_Exercise details_
Only those lines running from the start of the listing below through the line that holds "impl Timer for TokioTimer" are to be written out, exactly and in full.

_Materials provided_
———
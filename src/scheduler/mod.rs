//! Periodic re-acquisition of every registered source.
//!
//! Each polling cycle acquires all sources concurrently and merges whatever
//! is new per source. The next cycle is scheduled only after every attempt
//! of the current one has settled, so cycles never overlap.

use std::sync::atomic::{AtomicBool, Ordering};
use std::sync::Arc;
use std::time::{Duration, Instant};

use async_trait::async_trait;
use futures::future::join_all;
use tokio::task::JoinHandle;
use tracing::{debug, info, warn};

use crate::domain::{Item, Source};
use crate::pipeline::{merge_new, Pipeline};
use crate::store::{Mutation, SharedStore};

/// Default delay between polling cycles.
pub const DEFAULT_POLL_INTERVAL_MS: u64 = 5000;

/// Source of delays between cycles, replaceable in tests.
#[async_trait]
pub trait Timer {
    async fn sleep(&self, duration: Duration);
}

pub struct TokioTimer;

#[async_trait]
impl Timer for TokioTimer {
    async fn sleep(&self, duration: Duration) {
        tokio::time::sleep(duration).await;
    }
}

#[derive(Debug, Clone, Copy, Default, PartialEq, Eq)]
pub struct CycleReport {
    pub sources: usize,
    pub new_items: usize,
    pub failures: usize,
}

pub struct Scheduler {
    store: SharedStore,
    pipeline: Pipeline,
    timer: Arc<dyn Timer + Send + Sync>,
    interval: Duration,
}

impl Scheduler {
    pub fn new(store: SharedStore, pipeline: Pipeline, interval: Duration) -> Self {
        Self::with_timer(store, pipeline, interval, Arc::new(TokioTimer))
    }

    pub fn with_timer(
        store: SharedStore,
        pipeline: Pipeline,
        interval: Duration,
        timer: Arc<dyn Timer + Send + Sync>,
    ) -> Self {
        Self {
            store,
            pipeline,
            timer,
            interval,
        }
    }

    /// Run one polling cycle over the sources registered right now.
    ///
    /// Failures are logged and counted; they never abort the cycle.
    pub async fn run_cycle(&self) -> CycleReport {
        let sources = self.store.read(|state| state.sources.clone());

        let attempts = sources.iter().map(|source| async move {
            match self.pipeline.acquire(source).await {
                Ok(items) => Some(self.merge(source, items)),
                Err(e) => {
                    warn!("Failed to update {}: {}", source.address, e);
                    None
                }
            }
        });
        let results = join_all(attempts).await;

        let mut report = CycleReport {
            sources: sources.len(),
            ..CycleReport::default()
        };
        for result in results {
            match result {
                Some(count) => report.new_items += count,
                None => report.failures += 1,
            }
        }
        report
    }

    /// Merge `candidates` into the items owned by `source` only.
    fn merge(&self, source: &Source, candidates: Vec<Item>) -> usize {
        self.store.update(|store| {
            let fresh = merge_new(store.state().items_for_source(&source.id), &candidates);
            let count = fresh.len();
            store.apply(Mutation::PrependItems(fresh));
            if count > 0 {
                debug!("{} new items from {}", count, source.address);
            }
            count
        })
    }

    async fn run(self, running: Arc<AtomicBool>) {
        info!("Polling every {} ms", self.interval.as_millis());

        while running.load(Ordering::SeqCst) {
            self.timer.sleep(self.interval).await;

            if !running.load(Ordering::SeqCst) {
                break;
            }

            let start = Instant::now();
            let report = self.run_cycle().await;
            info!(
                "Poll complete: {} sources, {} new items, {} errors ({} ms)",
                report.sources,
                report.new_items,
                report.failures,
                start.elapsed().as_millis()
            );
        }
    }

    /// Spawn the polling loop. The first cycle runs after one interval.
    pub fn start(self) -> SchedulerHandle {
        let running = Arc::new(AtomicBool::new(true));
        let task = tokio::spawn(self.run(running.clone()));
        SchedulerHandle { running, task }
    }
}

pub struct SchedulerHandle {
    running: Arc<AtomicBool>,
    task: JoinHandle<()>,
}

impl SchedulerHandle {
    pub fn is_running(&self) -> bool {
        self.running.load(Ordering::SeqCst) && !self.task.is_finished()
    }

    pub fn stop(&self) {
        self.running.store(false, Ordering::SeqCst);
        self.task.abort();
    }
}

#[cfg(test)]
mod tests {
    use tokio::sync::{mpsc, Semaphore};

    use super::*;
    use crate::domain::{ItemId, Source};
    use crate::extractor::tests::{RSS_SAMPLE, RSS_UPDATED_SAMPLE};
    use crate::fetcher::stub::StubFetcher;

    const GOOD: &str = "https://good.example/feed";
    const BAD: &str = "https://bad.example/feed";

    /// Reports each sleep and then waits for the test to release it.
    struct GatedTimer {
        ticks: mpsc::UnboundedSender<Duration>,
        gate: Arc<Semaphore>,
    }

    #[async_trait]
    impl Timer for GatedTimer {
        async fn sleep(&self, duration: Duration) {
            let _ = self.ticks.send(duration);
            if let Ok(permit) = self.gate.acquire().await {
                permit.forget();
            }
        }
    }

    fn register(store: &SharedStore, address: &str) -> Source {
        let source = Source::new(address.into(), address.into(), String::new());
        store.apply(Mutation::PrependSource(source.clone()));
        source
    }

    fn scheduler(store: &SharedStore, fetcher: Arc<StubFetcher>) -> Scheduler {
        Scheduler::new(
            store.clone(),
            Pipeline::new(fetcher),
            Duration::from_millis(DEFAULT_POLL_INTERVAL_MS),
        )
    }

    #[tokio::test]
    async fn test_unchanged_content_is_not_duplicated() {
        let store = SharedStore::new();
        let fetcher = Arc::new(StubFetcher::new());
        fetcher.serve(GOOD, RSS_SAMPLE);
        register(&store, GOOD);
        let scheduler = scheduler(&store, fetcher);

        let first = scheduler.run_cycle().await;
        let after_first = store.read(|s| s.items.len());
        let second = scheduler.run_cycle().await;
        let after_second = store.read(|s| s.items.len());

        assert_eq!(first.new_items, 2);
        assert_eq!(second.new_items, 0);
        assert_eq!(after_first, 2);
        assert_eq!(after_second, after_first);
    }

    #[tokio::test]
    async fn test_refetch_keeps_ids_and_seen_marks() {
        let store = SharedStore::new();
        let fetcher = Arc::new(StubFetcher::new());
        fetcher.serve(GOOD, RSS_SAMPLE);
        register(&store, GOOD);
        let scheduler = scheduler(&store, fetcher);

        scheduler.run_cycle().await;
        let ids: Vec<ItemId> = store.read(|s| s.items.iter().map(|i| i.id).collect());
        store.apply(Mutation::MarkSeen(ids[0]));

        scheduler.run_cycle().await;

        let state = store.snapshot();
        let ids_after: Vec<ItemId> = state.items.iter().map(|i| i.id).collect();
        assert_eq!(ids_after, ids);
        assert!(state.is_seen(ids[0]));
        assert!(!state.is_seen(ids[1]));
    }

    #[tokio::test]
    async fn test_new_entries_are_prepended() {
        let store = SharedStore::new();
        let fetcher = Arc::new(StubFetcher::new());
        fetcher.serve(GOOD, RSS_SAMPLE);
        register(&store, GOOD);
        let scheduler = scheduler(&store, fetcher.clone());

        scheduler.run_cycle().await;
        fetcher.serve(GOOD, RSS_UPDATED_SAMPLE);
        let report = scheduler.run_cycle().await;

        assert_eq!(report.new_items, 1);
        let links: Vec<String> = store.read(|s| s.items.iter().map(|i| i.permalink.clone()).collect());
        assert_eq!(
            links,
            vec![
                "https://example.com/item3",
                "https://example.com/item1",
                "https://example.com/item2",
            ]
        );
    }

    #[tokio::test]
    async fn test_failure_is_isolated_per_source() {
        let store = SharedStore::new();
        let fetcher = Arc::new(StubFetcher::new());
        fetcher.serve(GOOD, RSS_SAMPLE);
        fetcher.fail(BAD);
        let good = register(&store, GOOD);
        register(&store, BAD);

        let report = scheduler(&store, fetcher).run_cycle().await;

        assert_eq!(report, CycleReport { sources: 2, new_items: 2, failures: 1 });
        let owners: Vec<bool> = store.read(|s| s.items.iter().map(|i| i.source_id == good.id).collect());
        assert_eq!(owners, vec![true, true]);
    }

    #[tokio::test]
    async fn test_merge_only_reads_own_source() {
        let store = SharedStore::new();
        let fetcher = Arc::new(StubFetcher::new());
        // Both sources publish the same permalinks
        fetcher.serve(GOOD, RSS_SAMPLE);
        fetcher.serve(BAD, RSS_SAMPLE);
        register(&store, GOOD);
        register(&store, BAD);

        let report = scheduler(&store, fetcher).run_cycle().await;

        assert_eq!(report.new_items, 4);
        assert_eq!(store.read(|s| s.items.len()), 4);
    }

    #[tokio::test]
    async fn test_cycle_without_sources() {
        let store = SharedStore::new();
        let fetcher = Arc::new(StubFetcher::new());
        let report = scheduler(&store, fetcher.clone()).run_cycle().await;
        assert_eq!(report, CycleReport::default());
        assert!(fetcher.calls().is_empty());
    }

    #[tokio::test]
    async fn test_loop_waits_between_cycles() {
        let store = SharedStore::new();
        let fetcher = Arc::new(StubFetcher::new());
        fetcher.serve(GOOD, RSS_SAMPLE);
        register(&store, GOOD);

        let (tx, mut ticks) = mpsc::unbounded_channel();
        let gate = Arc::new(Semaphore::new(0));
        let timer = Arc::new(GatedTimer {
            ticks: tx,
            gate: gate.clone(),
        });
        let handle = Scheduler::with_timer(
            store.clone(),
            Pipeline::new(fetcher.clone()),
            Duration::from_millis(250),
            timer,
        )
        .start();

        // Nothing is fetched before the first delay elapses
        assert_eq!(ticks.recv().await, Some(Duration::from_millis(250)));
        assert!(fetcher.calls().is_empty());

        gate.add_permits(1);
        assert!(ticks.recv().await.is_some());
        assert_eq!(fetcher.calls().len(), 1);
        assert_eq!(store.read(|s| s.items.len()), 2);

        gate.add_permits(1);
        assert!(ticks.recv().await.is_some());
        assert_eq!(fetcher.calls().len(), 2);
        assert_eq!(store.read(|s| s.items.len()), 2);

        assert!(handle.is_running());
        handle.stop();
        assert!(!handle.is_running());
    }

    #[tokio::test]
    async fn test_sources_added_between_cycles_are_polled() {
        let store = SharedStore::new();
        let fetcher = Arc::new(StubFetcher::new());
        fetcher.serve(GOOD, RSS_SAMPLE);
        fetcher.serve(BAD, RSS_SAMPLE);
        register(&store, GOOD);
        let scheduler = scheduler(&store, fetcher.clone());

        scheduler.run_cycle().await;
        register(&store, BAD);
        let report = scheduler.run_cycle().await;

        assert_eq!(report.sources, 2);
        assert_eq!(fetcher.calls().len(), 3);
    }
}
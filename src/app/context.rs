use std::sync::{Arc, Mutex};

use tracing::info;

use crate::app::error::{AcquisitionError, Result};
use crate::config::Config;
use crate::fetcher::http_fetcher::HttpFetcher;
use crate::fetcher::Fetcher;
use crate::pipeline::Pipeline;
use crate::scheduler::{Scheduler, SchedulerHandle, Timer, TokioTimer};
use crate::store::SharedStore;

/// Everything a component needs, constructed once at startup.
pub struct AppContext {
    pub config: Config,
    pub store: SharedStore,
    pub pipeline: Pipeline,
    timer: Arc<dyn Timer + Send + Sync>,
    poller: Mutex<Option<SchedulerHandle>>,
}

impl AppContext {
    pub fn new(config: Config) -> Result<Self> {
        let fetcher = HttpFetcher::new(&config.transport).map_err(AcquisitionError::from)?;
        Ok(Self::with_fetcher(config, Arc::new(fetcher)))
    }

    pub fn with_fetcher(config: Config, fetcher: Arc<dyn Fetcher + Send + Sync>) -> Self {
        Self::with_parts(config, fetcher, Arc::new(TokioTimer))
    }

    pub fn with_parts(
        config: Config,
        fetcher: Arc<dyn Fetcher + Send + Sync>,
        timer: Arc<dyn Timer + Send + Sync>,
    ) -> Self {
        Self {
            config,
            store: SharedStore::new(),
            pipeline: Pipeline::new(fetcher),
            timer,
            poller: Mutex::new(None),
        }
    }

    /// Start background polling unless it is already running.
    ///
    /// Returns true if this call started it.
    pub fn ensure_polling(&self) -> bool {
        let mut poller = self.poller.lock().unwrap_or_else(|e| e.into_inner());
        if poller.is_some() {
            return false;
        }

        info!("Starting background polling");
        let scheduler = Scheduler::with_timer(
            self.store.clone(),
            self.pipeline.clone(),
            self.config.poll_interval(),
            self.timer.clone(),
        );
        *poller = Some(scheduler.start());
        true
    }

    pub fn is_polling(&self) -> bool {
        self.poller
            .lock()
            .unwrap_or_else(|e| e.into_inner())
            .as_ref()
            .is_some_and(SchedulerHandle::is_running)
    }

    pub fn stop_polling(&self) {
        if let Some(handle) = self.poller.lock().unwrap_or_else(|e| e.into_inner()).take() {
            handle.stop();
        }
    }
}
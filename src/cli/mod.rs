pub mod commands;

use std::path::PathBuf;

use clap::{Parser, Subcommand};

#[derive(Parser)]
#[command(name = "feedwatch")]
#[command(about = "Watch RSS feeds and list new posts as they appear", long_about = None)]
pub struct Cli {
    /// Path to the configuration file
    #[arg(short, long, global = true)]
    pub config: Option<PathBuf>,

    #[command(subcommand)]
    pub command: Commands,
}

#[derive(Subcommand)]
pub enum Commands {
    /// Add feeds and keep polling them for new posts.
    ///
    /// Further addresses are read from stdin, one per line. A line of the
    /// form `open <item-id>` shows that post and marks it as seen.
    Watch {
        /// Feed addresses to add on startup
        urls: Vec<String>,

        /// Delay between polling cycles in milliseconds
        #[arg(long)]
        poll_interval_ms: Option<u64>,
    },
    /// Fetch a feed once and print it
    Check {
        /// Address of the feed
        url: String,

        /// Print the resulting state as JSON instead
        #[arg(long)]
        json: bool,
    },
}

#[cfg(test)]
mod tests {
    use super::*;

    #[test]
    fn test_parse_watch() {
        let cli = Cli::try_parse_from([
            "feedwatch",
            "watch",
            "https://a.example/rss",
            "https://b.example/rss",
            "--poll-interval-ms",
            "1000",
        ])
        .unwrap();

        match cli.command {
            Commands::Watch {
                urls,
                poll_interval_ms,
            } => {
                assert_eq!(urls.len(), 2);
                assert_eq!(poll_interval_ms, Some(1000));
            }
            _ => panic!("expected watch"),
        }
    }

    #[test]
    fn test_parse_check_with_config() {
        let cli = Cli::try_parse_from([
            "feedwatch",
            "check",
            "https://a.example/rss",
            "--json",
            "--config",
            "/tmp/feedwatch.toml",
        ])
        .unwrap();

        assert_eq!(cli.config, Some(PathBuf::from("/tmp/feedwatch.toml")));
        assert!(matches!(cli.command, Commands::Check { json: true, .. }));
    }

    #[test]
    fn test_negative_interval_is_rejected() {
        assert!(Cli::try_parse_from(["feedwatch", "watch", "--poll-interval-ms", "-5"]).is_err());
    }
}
———
_Answer to the exercise_
filename src/scheduler/mod.rs
//! Periodic re-acquisition of every registered source.
//!
//! Each polling cycle acquires all sources concurrently and merges whatever
//! is new per source. The next cycle is scheduled only after every attempt
//! of the current one has settled, so cycles never overlap.

use std::sync::atomic::{AtomicBool, Ordering};
use std::sync::Arc;
use std::time::{Duration, Instant};

use async_trait::async_trait;
use futures::future::join_all;
use tokio::task::JoinHandle;
use tracing::{debug, info, warn};

use crate::domain::{Item, Source};
use crate::pipeline::{merge_new, Pipeline};
use crate::store::{Mutation, SharedStore};

/// Default delay between polling cycles.
pub const DEFAULT_POLL_INTERVAL_MS: u64 = 5000;

/// Source of delays between cycles, replaceable in tests.
#[async_trait]
pub trait Timer {
    async fn sleep(&self, duration: Duration);
}

pub struct TokioTimer;

#[async_trait]
impl Timer for TokioTimer {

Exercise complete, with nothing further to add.